▸ **WORK TO BE COMPLETED**
Search the records below for the line containing "reader.read(from, to, SInt::MAX, representation)?". Write out that line and every line after it exactly as written.

▸ **RECORDS**
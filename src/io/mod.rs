//! Reading and writing distributed graphs.

pub mod config;
mod coordinates;
mod dot;
pub mod edgelist;
pub mod format;
pub mod plain_edgelist;
pub mod registry;
pub mod toker;

pub use config::{GraphDistribution, InputGraphConfig, OutputGraphConfig};
pub use format::{Deficits, GraphReader, GraphSize, GraphWriter, WriteFormat};
pub use registry::{find, find_by_extension, FileFormatFactory, FORMATS};

use format::assemble;

use crate::{
    comm::Communicator,
    error::Result,
    graph::{Graph, GraphInfo, GraphRepresentation},
    types::{SInt, PEID},
};
use log::{debug, info};
use std::borrow::Cow;

/// Writes `graph` with the format named in `config`. Collective unless the
/// output is distributed.
pub fn write_graph(
    config: &OutputGraphConfig,
    graph: &Graph,
    info: GraphInfo,
    comm: &dyn Communicator,
) -> Result<()> {
    let factory = find(&config.format)?;
    let config = if config.extension {
        let mut name = config.filename.clone().into_os_string();
        name.push(".");
        name.push(factory.default_extension);
        let mut config = config.clone().extension(false);
        config.filename = name.into();
        Cow::Owned(config)
    } else {
        Cow::Borrowed(config)
    };
    if comm.rank() == 0 {
        info!(
            "writing {} graph ({}) to {}",
            factory.name,
            info,
            config.filename.display()
        );
    }
    factory.create_writer(&config, graph, info).write(comm)
}

/// Vertex window `[from, to)` of `rank` when `n` vertices are split evenly.
pub fn balanced_vertex_window(n: SInt, rank: PEID, size: PEID) -> (SInt, SInt) {
    let split = |r: PEID| (n as u128 * r as u128 / size as u128) as SInt;
    (split(rank), split(rank + 1))
}

fn balanced_edge_window(
    reader: &mut dyn GraphReader,
    size: GraphSize,
    rank: PEID,
    ranks: PEID,
) -> Result<(SInt, SInt)> {
    let split = |r: PEID| (size.m as u128 * r as u128 / ranks as u128) as SInt;
    let from = if rank == 0 {
        0
    } else {
        reader.find_node_by_edge(split(rank))?
    };
    let to = if rank + 1 == ranks {
        size.n
    } else {
        reader.find_node_by_edge(split(rank + 1))?
    };
    let from = from.min(size.n);
    Ok((from, to.min(size.n).max(from)))
}

/// Reads this rank's share of the graph file named in `config`. Collective.
pub fn read_graph(
    config: &InputGraphConfig,
    representation: GraphRepresentation,
    comm: &dyn Communicator,
) -> Result<(Graph, GraphInfo)> {
    let factory = find(&config.format)?;
    let mut reader = factory.create_reader(config)?;
    if comm.rank() == 0 {
        info!(
            "reading {} graph from {}",
            factory.name,
            config.filename.display()
        );
    }
    read_share(reader.as_mut(), config.distribution, representation, comm)
}

fn read_share(
    reader: &mut dyn GraphReader,
    distribution: GraphDistribution,
    representation: GraphRepresentation,
    comm: &dyn Communicator,
) -> Result<(Graph, GraphInfo)> {
    let size = reader.read_size()?;
    let deficits = reader.deficits();
    if comm.rank() == 0 {
        info!("graph size: {}", size);
        if deficits.contains(Deficits::NOT_PARTITIONABLE) {
            info!("every rank reads the whole graph and keeps a vertex balanced window");
        } else if deficits.contains(Deficits::UNORDERED_EDGES)
            && distribution == GraphDistribution::BalanceEdges
        {
            info!("edges may be unordered, windows are approximate");
        }
    }
    let graph = if deficits.contains(Deficits::NOT_PARTITIONABLE) {
        let (from, to) = balanced_vertex_window(size.n, comm.rank(), comm.size());
        debug!("rank {}: keeping vertices [{}, {})", comm.rank(), from, to);
        let whole = reader.read(0, size.n, SInt::MAX, GraphRepresentation::EdgeList)?;
        let edges = whole
            .edges
            .into_iter()
            .filter(|&(u, _)| from <= u && u < to)
            .collect();
        assemble((from, to), edges, representation)?
    } else {
        let (from, to) = match distribution {
            GraphDistribution::BalanceVertices => {
                balanced_vertex_window(size.n, comm.rank(), comm.size())
            }
            GraphDistribution::BalanceEdges => {
                balanced_edge_window(reader, size, comm.rank(), comm.size())?
            }
        };
        debug!("rank {}: reading vertices [{}, {})", comm.rank(), from, to);
        reader.read(from, to, SInt::MAX, representation)?
    };
    let info = GraphInfo::reduce(&graph, comm)?;
    Ok((graph, info))
}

▸ **WRITTEN REPLY**
        reader.read(from, to, SInt::MAX, representation)?
    };
    let info = GraphInfo::reduce(&graph, comm)?;
    Ok((graph, info))
}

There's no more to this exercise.